Bio::Tools::Run::Gerp - Wrapper for GERP

  use Bio::Tools::Run::Phylo::Gerp;

  # Make a Gerp factory
  $factory = Bio::Tools::Run::Phylo::Gerp->new();

  # Run Gerp with an alignment and tree file
  my $parser = $factory->run($alignfilename, $treefilename);

  # or with alignment object and tree object (which needs branch lengths)
  $parser = $factory->run($bio_simplalign, $bio_tree_tree);

  # (mixtures of the above are possible)

  # look at the results
  while (my $feat = $parser->next_result) {
    my $start = $feat->start;
    my $end = $feat->end;
    my $rs_score = $feat->score;
    my $p_value = ($feat->annotation->get_Annotations('p-value'))[0]->value;
  }

This is a wrapper for running the GERP (v2) programs 'gerpcol' and 'gerpelem' by Eugene Davydov (originally Gregory M. Cooper et al.). You can get details here: http://mendel.stanford.edu/sidowlab/. GERP can be used for phylogenetic footprinting/ shadowing (it finds 'constrained elements in multiple alignments').
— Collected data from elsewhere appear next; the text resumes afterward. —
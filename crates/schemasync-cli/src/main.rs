//! schemasync CLI
//!
//! Compare a desired schema with a current one and reconcile the difference.

use std::path::PathBuf;
use std::process::ExitCode;

use clap::{Parser, Subcommand};
use schemasync_core::diagnostics::Classifier;
use schemasync_core::errors::{ExError, ExErrorKind};
use schemasync_core::logging_facility::{self, Profile};
use schemasync_core_types::{RunContext, TraceId};
use schemasync_engine::CancellationToken;

mod commands;
mod config;
mod endpoint;
mod output;

use config::Settings;

const EXIT_FAILURE: u8 = 1;
const EXIT_CANCELLED: u8 = 130;

#[derive(Debug, Parser)]
#[command(name = "schemasync")]
#[command(about = "schemasync - Compare and reconcile database schemas", long_about = None)]
struct Cli {
    /// Settings file (default: ./schemasync.toml when present)
    #[arg(long, global = true, env = "SCHEMASYNC_CONFIG")]
    config: Option<PathBuf>,

    /// Logging profile: development, production, test
    #[arg(long, global = true, env = "SCHEMASYNC_LOG_PROFILE")]
    log_profile: Option<Profile>,

    /// Trace id of an enclosing workflow, attached to every log line of the run
    #[arg(long, global = true, env = "SCHEMASYNC_TRACE_ID")]
    trace_id: Option<String>,

    #[command(subcommand)]
    command: Commands,
}

#[derive(Debug, Subcommand)]
enum Commands {
    /// Show the differences between a source and a target schema
    Compare(commands::compare::CompareArgs),
    /// Apply source differences to a target schema directory
    Sync(commands::sync::SyncArgs),
    /// Write a schema as a snapshot document
    Export(commands::export::ExportArgs),
}

#[tokio::main]
async fn main() -> ExitCode {
    let cli = Cli::parse();

    let settings = match Settings::load(cli.config.as_deref()) {
        Ok(settings) => settings,
        Err(e) => {
            eprintln!("Error: {:#}", e);
            return ExitCode::from(EXIT_FAILURE);
        }
    };
    logging_facility::init(cli.log_profile.unwrap_or(settings.logging.profile));

    let classifier = match settings.classifier() {
        Ok(classifier) => classifier,
        Err(e) => {
            eprintln!("Error: {:#}", e);
            return ExitCode::from(EXIT_FAILURE);
        }
    };

    let cancel = CancellationToken::new();
    let on_interrupt = cancel.clone();
    tokio::spawn(async move {
        if tokio::signal::ctrl_c().await.is_ok() {
            tracing::warn!("interrupt received, stopping after the current object");
            on_interrupt.cancel();
        }
    });

    let ctx = run_context(cli.trace_id);
    let result = match cli.command {
        Commands::Compare(args) => commands::compare::execute(args, &ctx).await,
        Commands::Sync(args) => commands::sync::execute(args, &settings.sync, &ctx, &cancel).await,
        Commands::Export(args) => commands::export::execute(args).await,
    };

    match result {
        Ok(()) => ExitCode::SUCCESS,
        Err(e) => ExitCode::from(report_error(&classifier, &e)),
    }
}

fn run_context(trace_id: Option<String>) -> RunContext {
    match trace_id {
        Some(trace_id) => RunContext::new().with_trace_id(TraceId::from_string(trace_id)),
        None => RunContext::new(),
    }
}

/// Print the diagnosis for `err` and pick the exit code
fn report_error(classifier: &Classifier, err: &anyhow::Error) -> u8 {
    let Some(ex) = err.downcast_ref::<ExError>() else {
        eprintln!("Error: {:#}", err);
        return EXIT_FAILURE;
    };

    let diagnosis = classifier.classify(ex);
    tracing::debug!(
        err.code = ex.code(),
        disposition = %diagnosis.disposition,
        detail = %ex.full_message(),
        "command failed"
    );
    match failure_position(ex) {
        Some(position) => eprintln!("Error: {} ({})", diagnosis.message, position),
        None => eprintln!("Error: {}", diagnosis.message),
    }

    if ex.kind() == ExErrorKind::Cancelled {
        EXIT_CANCELLED
    } else {
        EXIT_FAILURE
    }
}

/// Where a fail-fast sync stopped, e.g. `stopped at function 'F', difference 3 of 4, 2 applied`
fn failure_position(ex: &ExError) -> Option<String> {
    if ex.kind() != ExErrorKind::SyncFailed {
        return None;
    }
    let index = ex.index()?;
    let progress = ex.progress()?;

    let object = match (ex.object_kind(), ex.object_name()) {
        (Some(kind), Some(name)) => format!("{} '{}'", kind, name),
        (None, Some(name)) => format!("'{}'", name),
        _ => "an object".to_string(),
    };
    Some(format!(
        "stopped at {}, difference {} of {}, {} applied",
        object,
        index + 1,
        progress.total,
        progress.applied
    ))
}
You can try supplying normal gerpcol/gerpelem command-line arguments to new(), eg. $factory->new(-e => 0.05) or calling arg-named methods, eg. $factory->e(0.05). The filename-related args (t, f, x) are handled internally by the run() method. This wrapper currently only supports running GERP on a single alignment at a time (ie. F isn't used at all, nor are multiple fs possible).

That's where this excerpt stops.